Lalu, dia mencari orang tua kandungnya yang ternyata tunggal di luar negri. Dia juga baru mengetahui bahwa dirinya memiliki dua saudari kembar yang sangat cantik-cantik.
Kedua saudarinya bernama Aisyah Adelia Putri dan Gwen Kalina Lim. Aisyah seorang dokter umum, sementara Gwen adalah mahasiswi abadi dengan sifat yang keras kepalanya dan rasa malasnya.

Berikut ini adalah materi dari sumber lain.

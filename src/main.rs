use anyhow::{Context, Result};
use std::sync::Arc;
use tokio::sync::mpsc;
use tokio::time::{Duration, Instant};

use smartfactory::cache::clients::Clients;
use smartfactory::cache::message::PageMessage;
use smartfactory::cache::network::{Fetcher, HttpFetcher};
use smartfactory::cache::policy::{CLEANUP_INTERVAL, CLEANUP_JOB, PERIODIC_SYNC_TAG};
use smartfactory::cache::store::CacheStorage;
use smartfactory::cache::{CacheWorker, WorkerEvent};
use smartfactory::data::DataSource;
use smartfactory::logging::{log, obj, ts_epoch_ms, v_bool, v_num, v_str, Domain, Level};
use smartfactory::schedule::{spawn_repeating, Scheduler};
use smartfactory::state::Config;
use smartfactory::storage::SqliteCacheStorage;
use smartfactory::view::app::LOAD_FAILED_MESSAGE;
use smartfactory::view::{AppState, DashboardSnapshot, UiEvent};

const PAGE_REFRESH_JOB: &str = "page-refresh";
/// Wall-clock step fed into the timer schedule and the banner expiry.
const CLOCK_PERIOD: Duration = Duration::from_secs(1);

async fn reload(source: &DataSource, app: &mut AppState) {
    match source.load_dataset().await {
        Ok(dataset) => app.dispatch(UiEvent::DataUpdated(dataset)),
        Err(err) => {
            log(
                Level::Error,
                Domain::View,
                "load_failed",
                obj(&[("error", v_str(&err.to_string()))]),
            );
            app.dispatch(UiEvent::LoadFailed(LOAD_FAILED_MESSAGE.to_string()));
        }
    }
}

fn render(app: &mut AppState) -> Result<()> {
    let redraw = app.take_redraw();
    let snapshot = DashboardSnapshot::from_state(app);
    log(
        Level::Debug,
        Domain::View,
        "render",
        obj(&[
            ("charts", v_num(redraw.len() as f64)),
            ("overall", v_str(snapshot.overall().as_str())),
        ]),
    );
    println!("{}", serde_json::to_string_pretty(&snapshot)?);
    Ok(())
}

#[tokio::main]
async fn main() -> Result<()> {
    let cfg = Config::from_env();
    let worker_cfg = cfg
        .worker_config()
        .with_context(|| format!("invalid DASH_ORIGIN {}", cfg.origin))?;

    let storage = SqliteCacheStorage::new(&cfg.cache_db)
        .with_context(|| format!("opening cache db {}", cfg.cache_db))?;
    storage.init()?;
    let storage: Arc<dyn CacheStorage> = Arc::new(storage);
    let network: Arc<dyn Fetcher> = Arc::new(
        HttpFetcher::new(cfg.fetch_timeout_secs).context("building http client")?,
    );
    let clients = Arc::new(Clients::new());
    let (_page, mut page_rx) = clients.register("/");

    log(
        Level::Info,
        Domain::System,
        "startup",
        obj(&[
            ("origin", v_str(&cfg.origin)),
            ("cache_db", v_str(&cfg.cache_db)),
            ("refresh", v_bool(cfg.refresh_enabled)),
            ("periodic_sync", v_bool(cfg.periodic_sync)),
        ]),
    );

    let worker = Arc::new(CacheWorker::new(worker_cfg.clone(), storage, network, clients));
    worker.dispatch(WorkerEvent::Install).await;
    worker.dispatch(WorkerEvent::Activate).await;

    let source = DataSource::new(worker.clone(), worker_cfg.origin.clone(), &cfg.data_path);
    let mut app = AppState::new();
    app.dispatch(UiEvent::Tick(ts_epoch_ms()));
    reload(&source, &mut app).await;
    render(&mut app)?;

    if cfg.run_once {
        return Ok(());
    }

    let mut timers = Scheduler::new();
    timers.every(CLEANUP_JOB, CLEANUP_INTERVAL);
    if cfg.periodic_sync {
        timers.every(PERIODIC_SYNC_TAG, Duration::from_secs(cfg.refresh_secs));
    }
    if cfg.refresh_enabled {
        timers.every(PAGE_REFRESH_JOB, Duration::from_secs(cfg.refresh_secs));
    }

    let (tick_tx, mut tick_rx) = mpsc::channel::<Instant>(1);
    let _clock = spawn_repeating(CLOCK_PERIOD, move || {
        let tx = tick_tx.clone();
        async move {
            // A full channel means the loop is still busy; the next tick
            // carries the elapsed time.
            let _ = tx.try_send(Instant::now());
        }
    });
    let mut last_tick = Instant::now();

    loop {
        tokio::select! {
            msg = page_rx.recv() => match msg {
                Some(PageMessage::DataUpdated { message }) => {
                    log(Level::Info, Domain::View, "page_message", obj(&[("msg", v_str(&message))]));
                    reload(&source, &mut app).await;
                    render(&mut app)?;
                }
                Some(PageMessage::WorkerUpdated { message }) => {
                    log(Level::Info, Domain::View, "page_message", obj(&[("msg", v_str(&message))]));
                }
                None => break,
            },
            Some(now) = tick_rx.recv() => {
                let elapsed = now.saturating_duration_since(last_tick);
                last_tick = now;
                for job in timers.advance(elapsed) {
                    if job == PAGE_REFRESH_JOB {
                        reload(&source, &mut app).await;
                        render(&mut app)?;
                    } else if let Some(event) = WorkerEvent::for_job(&job) {
                        worker.dispatch(event).await;
                    }
                }

                let had_banner = app.banner.is_some();
                app.dispatch(UiEvent::Tick(ts_epoch_ms()));
                if had_banner && app.banner.is_none() {
                    render(&mut app)?;
                }
            }
        }
    }

    log(Level::Info, Domain::System, "shutdown", obj(&[]));
    Ok(())
}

Ketika usia mereka menginjak 9 tahun, tak sengaja mereka bertemu di salah satu Kota ternama dimana orang tua kandung mereka tinggal. Saat itu, Chen sedang mencari siapa orang tua kandungnya, dan malah bertemu dengan kedua saudarinya lebih dulu.
Bruk!
"Aduh, kamu mau mati, ya? Ganti rugi!" kesal Gwen kecil kala itu. Chen memang tidak sengaja menabraknya dan membuat Gwen terjatuh dan meminta ganti rugi kepada Chen yang saat itu masih berdiri tegak.
"Kau yang cari mati. Katakan! Mau seperti apa caramu mati!" sulut Chen. "Lalu, aku harus ganti rugi apa? Aku sama sekali tidak menyentuh dan melukaimu!" Chen mengatakan itu menggunakan bahasa Inggris.

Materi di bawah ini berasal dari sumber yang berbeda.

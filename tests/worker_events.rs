//! Lifecycle, rotation, retention, messaging and notification handlers,
//! each driven through the dispatch table.

use serde_json::json;
use std::sync::Arc;
use std::time::Duration;
use tokio::sync::oneshot;
use url::Url;

use smartfactory::cache::clients::Clients;
use smartfactory::cache::http::{Request, Response};
use smartfactory::cache::lifecycle::WorkerState;
use smartfactory::cache::message::{PageMessage, Reply};
use smartfactory::cache::network::ScriptedFetcher;
use smartfactory::cache::notify::NOTIFICATION_TAG;
use smartfactory::cache::policy::{
    StoreNames, APP_SHELL, CLEANUP_INTERVAL, CLEANUP_JOB, DATA_RETENTION, PERIODIC_SYNC_TAG, SYNC_TAG,
};
use smartfactory::cache::store::{CacheStorage, MemoryCacheStorage};
use smartfactory::cache::{CacheWorker, WorkerConfig, WorkerEvent, WorkerOutcome};
use smartfactory::schedule::{spawn_repeating, Scheduler};

struct Rig {
    worker: CacheWorker,
    net: Arc<ScriptedFetcher>,
    store: Arc<MemoryCacheStorage>,
    clients: Arc<Clients>,
    origin: Url,
    stores: StoreNames,
}

fn rig_with(periodic_sync: bool) -> Rig {
    let origin = Url::parse("http://localhost:8080/").unwrap();
    let net = Arc::new(ScriptedFetcher::new());
    let store = Arc::new(MemoryCacheStorage::new());
    let clients = Arc::new(Clients::new());
    let mut cfg = WorkerConfig::new(origin.clone());
    cfg.periodic_sync_supported = periodic_sync;
    let stores = cfg.stores.clone();
    let worker = CacheWorker::new(cfg, store.clone(), net.clone(), clients.clone());
    Rig {
        worker,
        net,
        store,
        clients,
        origin,
        stores,
    }
}

fn rig() -> Rig {
    rig_with(false)
}

impl Rig {
    fn key(&self, target: &str) -> String {
        Request::get(&self.origin, target).unwrap().key()
    }

    fn route_shell(&self) {
        for target in APP_SHELL {
            self.net.route(&self.key(target), Response::ok("text/plain", target));
        }
    }

    async fn message(&self, data: serde_json::Value) -> Reply {
        let (tx, rx) = oneshot::channel();
        let outcome = self
            .worker
            .dispatch(WorkerEvent::Message {
                data,
                reply: Some(tx),
            })
            .await;
        assert_eq!(outcome, WorkerOutcome::Done);
        rx.await.unwrap()
    }
}

#[tokio::test]
async fn install_caches_shell_best_effort() {
    let rig = rig();
    rig.route_shell();
    rig.net.remove_route(&rig.key("/manifest.json"));

    let report = rig.worker.install().await;
    assert_eq!(report.cached.len(), APP_SHELL.len() - 1);
    assert_eq!(report.failed, vec!["/manifest.json".to_string()]);
    assert_eq!(rig.worker.state(), WorkerState::Installed);

    let keys = rig.store.keys(&rig.stores.static_store).await.unwrap();
    assert_eq!(keys.len(), APP_SHELL.len() - 1);
    assert!(keys.contains(&rig.key("/index.html")));
}

#[tokio::test]
async fn install_completes_fully_offline() {
    let rig = rig();
    rig.net.set_offline(true);
    rig.worker.dispatch(WorkerEvent::Install).await;
    assert_eq!(rig.worker.state(), WorkerState::Installed);
}

#[tokio::test]
async fn activate_rotates_old_stores_and_claims_pages() {
    let rig = rig();
    let old = StoreNames::for_version("v0.9.0");
    for store in [&old.static_store, &old.data_store, &rig.stores.static_store] {
        rig.store.put(store, "http://localhost:8080/", Response::ok("text/html", "x")).await.unwrap();
    }
    let (page, mut rx) = rig.clients.register("/");

    rig.worker.dispatch(WorkerEvent::Install).await;
    rig.worker.dispatch(WorkerEvent::Activate).await;

    let names = rig.store.store_names().await.unwrap();
    assert!(names.iter().all(|n| rig.stores.is_current(n)), "left: {:?}", names);
    assert!(!names.contains(&old.data_store));
    assert_eq!(rig.worker.state(), WorkerState::Activated);
    assert!(rig.worker.navigation_preload());
    assert!(rig.clients.is_controlled(page));
    assert_eq!(rx.try_recv().unwrap(), PageMessage::worker_updated());
}

#[tokio::test]
async fn activate_before_install_is_ignored() {
    let rig = rig();
    assert!(rig.worker.activate().await.is_empty());
    assert_eq!(rig.worker.state(), WorkerState::Parsed);
}

#[tokio::test]
async fn cleanup_keeps_ten_newest_entries() {
    let rig = rig();
    for i in 0..14 {
        let key = rig.key(&format!("/data.csv?t={}", i));
        rig.store
            .put(&rig.stores.data_store, &key, Response::ok("text/csv", "x"))
            .await
            .unwrap();
    }

    assert_eq!(rig.worker.cleanup_data_cache().await, 4);
    let keys = rig.store.keys(&rig.stores.data_store).await.unwrap();
    assert_eq!(keys.len(), DATA_RETENTION);
    assert_eq!(keys[0], rig.key("/data.csv?t=4"));
    assert_eq!(keys[9], rig.key("/data.csv?t=13"));

    assert_eq!(rig.worker.cleanup_data_cache().await, 0);
}

#[tokio::test]
async fn cleanup_under_bound_or_failing_storage_is_noop() {
    let rig = rig();
    rig.store
        .put(&rig.stores.data_store, &rig.key("/data.csv"), Response::ok("text/csv", "x"))
        .await
        .unwrap();
    assert_eq!(rig.worker.dispatch(WorkerEvent::Cleanup).await, WorkerOutcome::Done);
    assert_eq!(rig.store.keys(&rig.stores.data_store).await.unwrap().len(), 1);

    rig.store.set_failing(true);
    assert_eq!(rig.worker.cleanup_data_cache().await, 0);
}

#[tokio::test(start_paused = true)]
async fn hourly_timer_trims_data_store() {
    let origin = Url::parse("http://localhost:8080/").unwrap();
    let store = Arc::new(MemoryCacheStorage::new());
    let cfg = WorkerConfig::new(origin);
    let data_store = cfg.stores.data_store.clone();
    let worker = Arc::new(CacheWorker::new(
        cfg,
        store.clone(),
        Arc::new(ScriptedFetcher::new()),
        Arc::new(Clients::new()),
    ));
    for i in 0..12 {
        let key = format!("http://localhost:8080/data.csv?t={}", i);
        store.put(&data_store, &key, Response::ok("text/csv", "x")).await.unwrap();
    }

    let timer_worker = worker.clone();
    let _cleanup = spawn_repeating(CLEANUP_INTERVAL, move || {
        let worker = timer_worker.clone();
        async move {
            if let Some(event) = WorkerEvent::for_job(CLEANUP_JOB) {
                worker.dispatch(event).await;
            }
        }
    });

    tokio::time::sleep(CLEANUP_INTERVAL - Duration::from_secs(1)).await;
    assert_eq!(store.keys(&data_store).await.unwrap().len(), 12);

    tokio::time::sleep(Duration::from_secs(2)).await;
    let keys = store.keys(&data_store).await.unwrap();
    assert_eq!(keys.len(), DATA_RETENTION);
    assert_eq!(keys[0], "http://localhost:8080/data.csv?t=2");
}

#[tokio::test]
async fn stepped_timers_drive_cleanup_and_periodic_sync() {
    let rig = rig_with(true);
    rig.net.route(&rig.key("/data.csv"), Response::ok("text/csv", "fresh"));
    for i in 0..12 {
        let key = rig.key(&format!("/data.csv?t={}", i));
        rig.store
            .put(&rig.stores.data_store, &key, Response::ok("text/csv", "x"))
            .await
            .unwrap();
    }

    let mut timers = Scheduler::new();
    timers.every(CLEANUP_JOB, CLEANUP_INTERVAL);
    timers.every(PERIODIC_SYNC_TAG, Duration::from_secs(30));

    let mut fired = Vec::new();
    for _ in 0..CLEANUP_INTERVAL.as_secs() {
        for job in timers.advance(Duration::from_secs(1)) {
            if let Some(event) = WorkerEvent::for_job(&job) {
                rig.worker.dispatch(event).await;
            }
            fired.push(job);
        }
    }

    assert_eq!(fired.iter().filter(|j| j.as_str() == CLEANUP_JOB).count(), 1);
    assert_eq!(fired.iter().filter(|j| j.as_str() == PERIODIC_SYNC_TAG).count(), 120);
    let keys = rig.store.keys(&rig.stores.data_store).await.unwrap();
    assert_eq!(keys.len(), DATA_RETENTION);
    assert_eq!(keys.last(), Some(&rig.key("/data.csv")));
    assert!(WorkerEvent::for_job("page-refresh").is_none());
}

#[tokio::test]
async fn skip_waiting_message_is_recorded() {
    let rig = rig();
    assert!(!rig.worker.skip_waiting_requested());
    assert!(rig.message(json!({"type": "SKIP_WAITING"})).await.success);
    assert!(rig.worker.skip_waiting_requested());
}

#[tokio::test]
async fn every_message_gets_one_reply() {
    let rig = rig();
    assert!(rig.message(json!({"type": "SKIP_WAITING"})).await.success);
    assert!(rig.message(json!({"type": "PING"})).await.success);
    assert!(rig.message(json!(42)).await.success);

    rig.worker
        .dispatch(WorkerEvent::Message {
            data: json!({"type": "SKIP_WAITING"}),
            reply: None,
        })
        .await;
}

#[tokio::test]
async fn cache_data_message_stores_with_max_age() {
    let rig = rig();
    let reply = rig
        .message(json!({"type": "CACHE_DATA", "url": "/data.csv", "data": "Date,Time\n1,2"}))
        .await;
    assert_eq!(reply, Reply::ok());
    assert_eq!(reply.kind, "RESPONSE");

    let stored = rig
        .store
        .get(&rig.stores.data_store, &rig.key("/data.csv"))
        .await
        .unwrap()
        .unwrap();
    assert_eq!(stored.text(), "Date,Time\n1,2");
    assert_eq!(stored.header("cache-control"), Some("max-age=300"));
    assert_eq!(stored.header("content-type"), Some("text/csv"));
}

#[tokio::test]
async fn cache_data_failure_still_replies() {
    let rig = rig();
    rig.store.set_failing(true);
    let reply = rig
        .message(json!({"type": "CACHE_DATA", "url": "/data.csv", "data": "x"}))
        .await;
    assert!(!reply.success);
    assert_eq!(reply.kind, "RESPONSE");
}

#[tokio::test]
async fn cache_data_with_unparseable_url_reports_bad_key() {
    let rig = rig();
    let reply = rig
        .message(json!({"type": "CACHE_DATA", "url": "http://[bad", "data": "x"}))
        .await;
    assert!(!reply.success);
    assert_eq!(reply.message, "invalid cache key: http://[bad");
    assert!(rig.store.store_names().await.unwrap().is_empty());
}

#[tokio::test]
async fn sync_refreshes_data_and_notifies_pages() {
    let rig = rig();
    let (_a, mut rx_a) = rig.clients.register("/");
    let (_b, mut rx_b) = rig.clients.register("/");
    rig.net.route(&rig.key("/data.csv"), Response::ok("text/csv", "fresh"));

    rig.worker.dispatch(WorkerEvent::Sync { tag: SYNC_TAG.to_string() }).await;

    let stored = rig
        .store
        .get(&rig.stores.data_store, &rig.key("/data.csv"))
        .await
        .unwrap()
        .unwrap();
    assert_eq!(stored.text(), "fresh");
    assert_eq!(rx_a.try_recv().unwrap(), PageMessage::data_updated());
    assert_eq!(rx_b.try_recv().unwrap(), PageMessage::data_updated());
}

#[tokio::test]
async fn sync_ignores_unknown_tags_and_failures() {
    let rig = rig();
    let (_page, mut rx) = rig.clients.register("/");
    rig.net.route(&rig.key("/data.csv"), Response::ok("text/csv", "fresh"));
    assert!(!rig.worker.handle_sync("other-tag").await);

    rig.net.set_offline(true);
    assert!(!rig.worker.handle_sync(SYNC_TAG).await);
    assert!(rx.try_recv().is_err());
}

#[tokio::test]
async fn periodic_sync_requires_platform_support() {
    let unsupported = rig();
    unsupported.net.route(&unsupported.key("/data.csv"), Response::ok("text/csv", "x"));
    assert!(!unsupported.worker.handle_periodic_sync(PERIODIC_SYNC_TAG).await);
    assert!(unsupported.net.calls().is_empty());

    let supported = rig_with(true);
    supported.net.route(&supported.key("/data.csv"), Response::ok("text/csv", "x"));
    assert!(supported.worker.handle_periodic_sync(PERIODIC_SYNC_TAG).await);
    assert!(!supported.worker.handle_periodic_sync(SYNC_TAG).await);
}

#[tokio::test]
async fn push_then_click_view_opens_root() {
    let rig = rig();
    rig.worker
        .dispatch(WorkerEvent::Push {
            data: Some(br#"{"title":"Gas alarm","body":"Line 3"}"#.to_vec()),
        })
        .await;
    let shown = rig.worker.notifications().shown();
    assert_eq!(shown.len(), 1);
    assert_eq!(shown[0].title, "Gas alarm");
    assert_eq!(shown[0].tag, NOTIFICATION_TAG);

    rig.worker
        .dispatch(WorkerEvent::NotificationClick { action: "view".to_string() })
        .await;
    assert!(rig.worker.notifications().shown().is_empty());
    assert_eq!(rig.clients.opened_windows(), vec!["/".to_string()]);
}

#[tokio::test]
async fn click_dismiss_and_default() {
    let rig = rig();
    rig.worker.handle_push(None);
    rig.worker.handle_notification_click("dismiss");
    assert!(rig.worker.notifications().shown().is_empty());
    assert!(rig.clients.opened_windows().is_empty());

    rig.worker.handle_notification_click("");
    assert_eq!(rig.clients.opened_windows(), vec!["/".to_string()]);

    let (page, _rx) = rig.clients.register("/");
    rig.worker.handle_notification_click("");
    assert!(rig.clients.is_focused(page));
    assert_eq!(rig.clients.opened_windows().len(), 1);
}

"Dih, sok Inggris pula! Sebelum kau membunuhku, aku yang akan membunuhmu lebih dulu," Gwen tidak mau kalah.
Mereka berdua reflek mengeluarkan belatinya masing-masing. Mereka berdua juga sama-sama mengarahkan belatinya kearah berlawanan. Di saat itu juga, Asiyah melihat liontin yang ada di pergelangan tangan Chen. Ia paham sekali jika liontin itu sama dengan yang dimiliki Feng dan sepupu laki-laki lainnya.

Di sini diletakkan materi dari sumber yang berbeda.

//! Structured logging for the dashboard and its cache worker.
//!
//! Every record is a single JSON line:
//! `{ts, seq, lvl, component, event, msg, url?, store?, tag?, data}`.
//! Lines go to stderr; when `LOG_DIR` is set they are also appended to
//! `LOG_DIR/events.jsonl`.

use chrono::Utc;
use serde::{Deserialize, Serialize};
use serde_json::{json, Map, Value};
use std::fs::{create_dir_all, File, OpenOptions};
use std::io::{BufWriter, Write};
use std::path::{Path, PathBuf};
use std::sync::atomic::{AtomicU64, Ordering};
use std::sync::{Mutex, OnceLock};

// =============================================================================
// Log Levels
// =============================================================================

#[derive(Debug, Clone, Copy, PartialEq, Eq, PartialOrd, Ord, Serialize, Deserialize)]
#[serde(rename_all = "lowercase")]
pub enum Level {
    Trace = 0,
    Debug = 1,
    Info = 2,
    Warn = 3,
    Error = 4,
    Fatal = 5,
}

impl Level {
    pub fn from_env() -> Self {
        Self::parse(std::env::var("LOG_LEVEL").ok().as_deref())
    }

    /// Unset or unrecognised values mean `Info`.
    pub fn parse(raw: Option<&str>) -> Self {
        match raw.map(str::trim) {
            Some("trace") => Level::Trace,
            Some("debug") => Level::Debug,
            Some("warn") => Level::Warn,
            Some("error") => Level::Error,
            Some("fatal") => Level::Fatal,
            _ => Level::Info,
        }
    }

    pub fn as_str(&self) -> &'static str {
        match self {
            Level::Trace => "trace",
            Level::Debug => "debug",
            Level::Info => "info",
            Level::Warn => "warn",
            Level::Error => "error",
            Level::Fatal => "fatal",
        }
    }
}

// =============================================================================
// Log Domains (categories for filtering)
// =============================================================================

#[derive(Debug, Clone, Copy, PartialEq, Eq, Hash, Serialize, Deserialize)]
#[serde(rename_all = "snake_case")]
pub enum Domain {
    Cache,   // Store lookups, writes, rotation, eviction
    Data,    // Dataset fetch, parse, synthetic fallback
    Sync,    // Background reconciliation
    Message, // Page <-> worker control messages
    Push,    // Notifications
    View,    // Presentation state changes
    System,  // Startup, lifecycle, shutdown
}

impl Domain {
    pub fn as_str(&self) -> &'static str {
        match self {
            Domain::Cache => "cache",
            Domain::Data => "data",
            Domain::Sync => "sync",
            Domain::Message => "message",
            Domain::Push => "push",
            Domain::View => "view",
            Domain::System => "system",
        }
    }

    pub fn is_enabled(&self) -> bool {
        self.enabled_in(std::env::var("LOG_DOMAINS").ok().as_deref())
    }

    // filter is a comma-separated list or "all"
    fn enabled_in(&self, filter: Option<&str>) -> bool {
        match filter {
            None | Some("all") => true,
            Some(domains) => domains.split(',').any(|d| d.trim() == self.as_str()),
        }
    }
}

// =============================================================================
// Sinks
// =============================================================================

static LOG_SEQ: AtomicU64 = AtomicU64::new(0);
static FILE_SINK: OnceLock<Option<Mutex<BufWriter<File>>>> = OnceLock::new();

fn next_seq() -> u64 {
    LOG_SEQ.fetch_add(1, Ordering::SeqCst)
}

fn file_sink() -> Option<&'static Mutex<BufWriter<File>>> {
    FILE_SINK
        .get_or_init(|| open_sink(&PathBuf::from(std::env::var("LOG_DIR").ok()?)))
        .as_ref()
}

/// Appends to `dir/events.jsonl`, creating the directory if needed.
fn open_sink(dir: &Path) -> Option<Mutex<BufWriter<File>>> {
    if let Err(err) = create_dir_all(dir) {
        eprintln!("[log] failed to create log dir: {}", err);
        return None;
    }
    match OpenOptions::new()
        .create(true)
        .append(true)
        .open(dir.join("events.jsonl"))
    {
        Ok(file) => Some(Mutex::new(BufWriter::new(file))),
        Err(err) => {
            eprintln!("[log] failed to open events log: {}", err);
            None
        }
    }
}

fn write_line(sink: &Mutex<BufWriter<File>>, line: &str) {
    if let Ok(mut w) = sink.lock() {
        let _ = writeln!(w, "{}", line);
        let _ = w.flush();
    }
}

fn split_fields(mut fields: Map<String, Value>) -> (Map<String, Value>, Map<String, Value>) {
    let mut top = Map::new();
    for key in ["url", "store", "tag", "msg"] {
        if let Some(value) = fields.remove(key) {
            top.insert(key.to_string(), value);
        }
    }
    (top, fields)
}

// =============================================================================
// Core logging functions
// =============================================================================

/// RFC3339 timestamp with milliseconds
pub fn ts_now() -> String {
    Utc::now().to_rfc3339_opts(chrono::SecondsFormat::Millis, true)
}

/// Epoch milliseconds
pub fn ts_epoch_ms() -> u64 {
    Utc::now().timestamp_millis() as u64
}

/// Emit a structured log entry
pub fn log(level: Level, domain: Domain, event: &str, fields: Map<String, Value>) {
    if level < Level::from_env() || !domain.is_enabled() {
        return;
    }
    let line = format_record(level, domain, event, fields);
    if let Some(sink) = file_sink() {
        write_line(sink, &line);
    }
    eprintln!("{}", line);
}

fn format_record(level: Level, domain: Domain, event: &str, fields: Map<String, Value>) -> String {
    let (mut top, data) = split_fields(fields);
    let msg = top.remove("msg").unwrap_or(Value::String(String::new()));

    let mut entry = Map::new();
    entry.insert("ts".to_string(), json!(ts_now()));
    entry.insert("seq".to_string(), json!(next_seq()));
    entry.insert("lvl".to_string(), json!(level.as_str().to_uppercase()));
    entry.insert("component".to_string(), json!(domain.as_str()));
    entry.insert("event".to_string(), json!(event));
    entry.insert("msg".to_string(), msg);
    for (k, v) in top {
        entry.insert(k, v);
    }
    entry.insert("data".to_string(), Value::Object(data));
    Value::Object(entry).to_string()
}

// =============================================================================
// Domain helpers
// =============================================================================

pub fn log_cache(level: Level, event: &str, store: &str, url: &str) {
    log(
        level,
        Domain::Cache,
        event,
        obj(&[("store", v_str(store)), ("url", v_str(url))]),
    );
}

pub fn log_failure(domain: Domain, event: &str, url: &str, err: &dyn std::fmt::Display) {
    log(
        Level::Warn,
        domain,
        event,
        obj(&[("url", v_str(url)), ("error", v_str(&err.to_string()))]),
    );
}

// =============================================================================
// Utility Functions
// =============================================================================

pub fn obj(pairs: &[(&str, Value)]) -> Map<String, Value> {
    let mut map = Map::new();
    for (k, v) in pairs {
        map.insert((*k).to_string(), v.clone());
    }
    map
}

pub fn v_str(s: &str) -> Value {
    Value::String(s.to_string())
}

pub fn v_num(n: f64) -> Value {
    json!(n)
}

pub fn v_bool(b: bool) -> Value {
    Value::Bool(b)
}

"Liontin itu--" batin Aisyah.
Belum juga Aisyah selesai mengingat, kedua sadari dan saudaranya sudah saling menyerang. "Anak mafia dari mana kamu?" desis Gwen.
"Itu bukan urusanmu!" seru Chen dengan nada datar.
"Cukup! Kenapa kalian harus saling melukai cuma gara-gara tabrakan aja, sih? Apakah tidak ada cara lain untuk menyelesaikan permasalahan ini?" Aisyah mencoba menengahi perselisihan itu.
Tanpa Chen dan Gwen sadari, mereka sama-sama menurunkan belatinya dan menuruti apa yang dikatakan oleh Aisyah. Chen sendiri sampai bingung mengapa dirinya mau menuruti perkataan orang lain, ia tidak sadar jika memang Aisyah yang selalu bisa meredakan amarah keduanya nanti ketika dewasa.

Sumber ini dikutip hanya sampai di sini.